There’s good reason to follow the women who successfully made it to the top echelons of companies – they act as necessary role models for the rest of us. But dwelling on numbers suggests there are dark forces at work keeping women down, whereas the explanation may lie with women themselves.
After years of navigating the corporate world, some women come to realize that their values are not in sync with striving for the C-suite. They ask themselves, “Do I really want to be CEO?” Often, the answer is no.
Carey-Ann Oestreicher hit her stride as a corporate executive by the age of 28. By her early 30s, she was vice-president of business development and communications in the financial services industry, earning herself a nomination for Canada’s Most Powerful 100 Women Award. After the birth of her second child, however, she realized her role no longer suited her personal values and left to launch her own career-development firm.
“Independence is essential in my work life,” Ms. Oestreicher explains. “Having the freedom to control my own schedule is an amazing benefit. Although I work harder as business owner than I ever have it my life, I love every minute of it.”

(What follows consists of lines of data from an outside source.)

//! A half-edge mesh (DCEL) for planar straight-line graphs.
//!
//! This library implements the *doubly connected edge list*: a planar-graph
//! representation in which every undirected edge is stored as two
//! oppositely-directed *half edges*. Each half edge knows the vertex it
//! starts at, the face it borders, its predecessor and successor along that
//! face's boundary and (implicitly) its twin. This makes all the usual
//! adjacency questions ("which edges leave this vertex?", "walk this face's
//! boundary") cheap to answer, at the cost of maintaining a handful of
//! mutually-consistent links under mutation.
//!
//! A graph is built incrementally: [`DcelMesh::insert_vertex`] adds isolated
//! vertices, [`DcelMesh::insert_edge`] connects two of them and splices the
//! new half-edge pair into the counter-clockwise rotation of edges around
//! each endpoint. At vertices with more than one incident edge the correct
//! angular slot is found with the cone-containment predicate from [`geo`].
//! Once cycles are complete, faces can be attached to them with
//! [`DcelMesh::insert_face`].
//!
//! # Handles
//!
//! All elements live in flat arenas and are addressed by small typed indices
//! called *handles* ([`VertexHandle`], [`HalfEdgeHandle`], [`EdgeHandle`],
//! [`FaceHandle`]). Handles are `Copy` and don't borrow the mesh; passing a
//! handle that does not refer to an existing element of the mesh you pass it
//! to is a logic error and will panic.
//!
//! # Example
//!
//! ```
//! use cgmath::Point2;
//! use pslg::DcelMesh;
//!
//! let mut mesh = DcelMesh::<(), (), ()>::new();
//! let a = mesh.insert_vertex(Point2::new(0.0, 0.0));
//! let b = mesh.insert_vertex(Point2::new(1.0, 0.0));
//! let c = mesh.insert_vertex(Point2::new(0.0, 1.0));
//!
//! mesh.insert_edge(a, b).unwrap();
//! mesh.insert_edge(b, c).unwrap();
//! let ca = mesh.insert_edge(c, a).unwrap();
//!
//! assert!(mesh.is_closed(ca));
//! assert_eq!(mesh.edge_count(ca), 3);
//! ```

pub mod core;
pub mod geo;
pub mod handle;
pub mod map;
pub mod math;
pub mod prelude;

pub use crate::{
    core::{BetweenEdgeReason, DcelMesh, Error, HalfEdgeHandle},
    handle::{hsize, EdgeHandle, FaceHandle, Handle, VertexHandle},
};
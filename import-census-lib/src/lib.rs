#![doc(hidden)]
#![cfg_attr(coverage_nightly, feature(coverage_attribute))]

//! Core library for import-census
//!
//! This library consolidates all functionality for the import-census tool, which samples
//! public repositories, extracts the libraries their source files import, and aggregates
//! the results into frequency statistics.
//!
//! # Module Organization
//!
//! - [`commands`]: Command-line interface and orchestration
//! - [`crawl`]: The incremental discover-and-analyze pipeline
//! - [`reports`]: Aggregation of the import stream into counts and README tables

pub type Result<T, E = ohno::AppError> = core::result::Result<T, E>;

#[cfg(any(debug_assertions, test))]
pub mod commands;
#[cfg(not(any(debug_assertions, test)))]
mod commands;

pub mod crawl;

#[cfg(any(debug_assertions, test))]
pub mod reports;
#[cfg(not(any(debug_assertions, test)))]
mod reports;

pub use crate::commands::{Host, run};
use crate::Result;
use crate::crawl::ImportRecord;
use ohno::IntoAppError;
use std::collections::HashMap;
use std::fs::File;
use std::io::{BufRead, BufReader, Write};
use std::path::Path;

const LOG_TARGET: &str = "    report";

/// How many import records name one library.
#[derive(Debug, Clone, PartialEq, Eq)]
pub struct LibraryCount {
    pub library: String,
    pub count: u64,
}

/// Count libraries in an import-record file, most common first.
pub fn count_libraries(path: &Path) -> Result<Vec<LibraryCount>> {
    let file = File::open(path).into_app_err_with(|| format!("opening import records '{}'", path.display()))?;
    count_from_reader(BufReader::new(file))
}

/// Count libraries in JSON-lines import records, skipping lines that do not parse.
///
/// Ties in count are ordered by library name so output is stable across runs.
pub fn count_from_reader(reader: impl BufRead) -> Result<Vec<LibraryCount>> {
    let mut counts: HashMap<String, u64> = HashMap::new();

    for (index, line) in reader.split(b'\n').enumerate() {
        let bytes = line.into_app_err("reading import records")?;
        let text = String::from_utf8_lossy(&bytes);
        let text = text.trim();
        if text.is_empty() {
            continue;
        }

        match serde_json::from_str::<ImportRecord>(text) {
            Ok(record) => *counts.entry(record.library).or_default() += 1,
            Err(e) => log::warn!(target: LOG_TARGET, "Skipping invalid record on line {}: {e}", index + 1),
        }
    }

    let mut counts: Vec<LibraryCount> = counts
        .into_iter()
        .map(|(library, count)| LibraryCount { library, count })
        .collect();
    counts.sort_by(|a, b| b.count.cmp(&a.count).then_with(|| a.library.cmp(&b.library)));

    Ok(counts)
}

/// Write `library,count` rows after a header line.
pub fn write_csv<W: Write>(counts: &[LibraryCount], writer: W) -> Result<()> {
    let mut writer = csv::Writer::from_writer(writer);
    writer.write_record(["library", "count"]).into_app_err("writing library counts")?;
    for count in counts {
        writer
            .write_record([count.library.as_str(), count.count.to_string().as_str()])
            .into_app_err("writing library counts")?;
    }
    writer.flush().into_app_err("flushing library counts")?;
    Ok(())
}
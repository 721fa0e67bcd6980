//! Per-repository analysis
//!
//! The [`Analyzer`] fetches a repository through a [`ContentSource`] into a
//! temporary directory, walks a bounded set of source files, and turns the imports
//! found by [`import_extractor`] into [`ImportRecord`](crate::crawl::ImportRecord)s.

mod analyzer;
mod git;
pub mod import_extractor;

pub use analyzer::{AnalysisOutcome, Analyzer, AnalyzerLimits, enumerate_source_files};
pub use git::{CLONE_TIMEOUT, ContentSource, FetchError, GitContentSource};
pub use import_extractor::{Extraction, extract};

const LOG_TARGET: &str = "   analyze";
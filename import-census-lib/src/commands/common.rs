//! Arguments and setup shared by the crawl commands.

use super::config::Config;
use crate::Result;
use crate::crawl::clock::{Clock, SystemClock};
use crate::crawl::discovery::Client;
use crate::crawl::quota::QuotaGuard;
use crate::crawl::{CrawlStateStore, JsonlSink};
use camino::{Utf8Path, Utf8PathBuf};
use clap::{Args, ValueEnum};
use std::sync::Arc;

/// Log level for diagnostic output
#[derive(Debug, Clone, Copy, PartialEq, Eq, ValueEnum)]
pub enum LogLevel {
    /// No logging output
    None,

    /// Only error messages
    Error,

    /// Warning and error messages
    Warn,

    /// Info, warning, and error messages
    Info,

    /// Debug, info, warning, and error messages
    Debug,

    /// Trace, debug, info, warning, and error messages
    Trace,
}

/// Arguments shared by the commands that touch the crawl state
#[derive(Args, Debug, Clone)]
pub struct CommonArgs {
    /// GitHub personal access token
    #[arg(long, value_name = "TOKEN", env = "GITHUB_TOKEN", hide_env_values = true)]
    pub github_token: Option<String>,

    /// Path to configuration file (default is `census.toml`)
    #[arg(long, short = 'c', value_name = "PATH")]
    pub config: Option<Utf8PathBuf>,

    /// Discovery log, one repository per line
    #[arg(long, default_value = "data/repos.jsonl", value_name = "PATH")]
    pub repos_file: Utf8PathBuf,

    /// Names of repositories already processed
    #[arg(long, default_value = "data/processed_repos.txt", value_name = "PATH")]
    pub processed_file: Utf8PathBuf,

    /// Import records, one JSON object per line
    #[arg(long, default_value = "data/imports.jsonl", value_name = "PATH")]
    pub imports_file: Utf8PathBuf,

    /// Set the logging level for diagnostic output
    #[arg(long, value_name = "LEVEL", default_value = "info", global = true)]
    pub log_level: LogLevel,
}

/// Everything a command needs to talk to the search API and the crawl state.
#[derive(Debug)]
pub struct Session {
    pub config: Config,
    pub clock: Arc<dyn Clock>,
    pub client: Client,
    pub store: CrawlStateStore,
    pub sink: JsonlSink,
}

impl Session {
    pub fn open(args: &CommonArgs) -> Result<Self> {
        init_logging(args.log_level);

        let config = Config::load(Utf8Path::new("."), args.config.as_ref())?;
        let clock: Arc<dyn Clock> = Arc::new(SystemClock);

        let quota = Arc::new(QuotaGuard::new(config.request_quota, config.quota_window, Arc::clone(&clock)));
        let client = Client::new(args.github_token.as_deref(), config.api_url.clone(), quota, Arc::clone(&clock))?;

        let store = CrawlStateStore::open(args.repos_file.as_std_path(), args.processed_file.as_std_path(), clock.now())?;
        let sink = JsonlSink::new(args.imports_file.as_std_path());

        Ok(Self {
            config,
            clock,
            client,
            store,
            sink,
        })
    }
}

pub fn init_logging(log_level: LogLevel) {
    let level = match log_level {
        LogLevel::None => return,
        LogLevel::Error => "error",
        LogLevel::Warn => "warn",
        LogLevel::Info => "info",
        LogLevel::Debug => "debug",
        LogLevel::Trace => "trace",
    };

    let env = env_logger::Env::default().filter_or("RUST_LOG", level);

    // a second command in the same process keeps the first logger
    let _ = env_logger::Builder::from_env(env)
        .format_timestamp(None)
        .format_module_path(false)
        .format_target(matches!(log_level, LogLevel::Debug | LogLevel::Trace))
        .try_init();
}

The common explanation for the absence of women at the top – that they bow out of the work force to raise families and return to their careers at a much diminished level – feels simplistic. Some women simply come to the realization that their goals have changed.
“Many educated women don’t just want to toe the party line,” says psychologist Susan Pinker, author of The Sexual Paradox and a Globe and Mail columnist. She adds that men are more likely to put their head down and keep their eye on the prize, while women bristle in an environment they may find unsupportive or unfulfilling.
“I could be saving a company $10-million,” says Sara Cohen, a former Bay Street lawyer. Stuck in a job she found intellectually challenging but not personally fulfilling, she launched her own fertility law practice after the birth of her son. “I learned a lot as a Bay Street associate, but there is something exciting and empowering about building yourself.”
Mulling the absence of female leaders never ceases to engage (or enrage) women in business. Women nearly match men in Canada’s labour force yet less than half a per cent hold senior management positions, according to the Conference Board of Canada. The proportion of women in those roles has changed little in the past 20 years.
While some women, including Ms. Oestreicher and Ms. Cohen, leave the corporate world to start their own companies, others remain, baffled by their lack of advancement. Although sexism surely persists in some work environments, a more subtle form of discrimination – women’s own beliefs – may be what’s really hindering their progress, research suggests.
A recent study by McKinsey notes that while several barriers to female advancement exist, such as a lack of role models and the exclusion from informal networks, the most powerful barrier is entrenched attitudes. Many women have self-limiting beliefs, including the notion that they need more skills to apply for a top job or must wait to be asked.
How women self-identify can be out of sync with the characteristics of a high-level managerial role, says Dr. Ronald Burke, a professor of organizational behaviours at the Schulich School of Business. Gender stereotypes and a lack of mentors contribute to this disconnect, creating an environment where employees, when they think of a manager, picture a man, he says.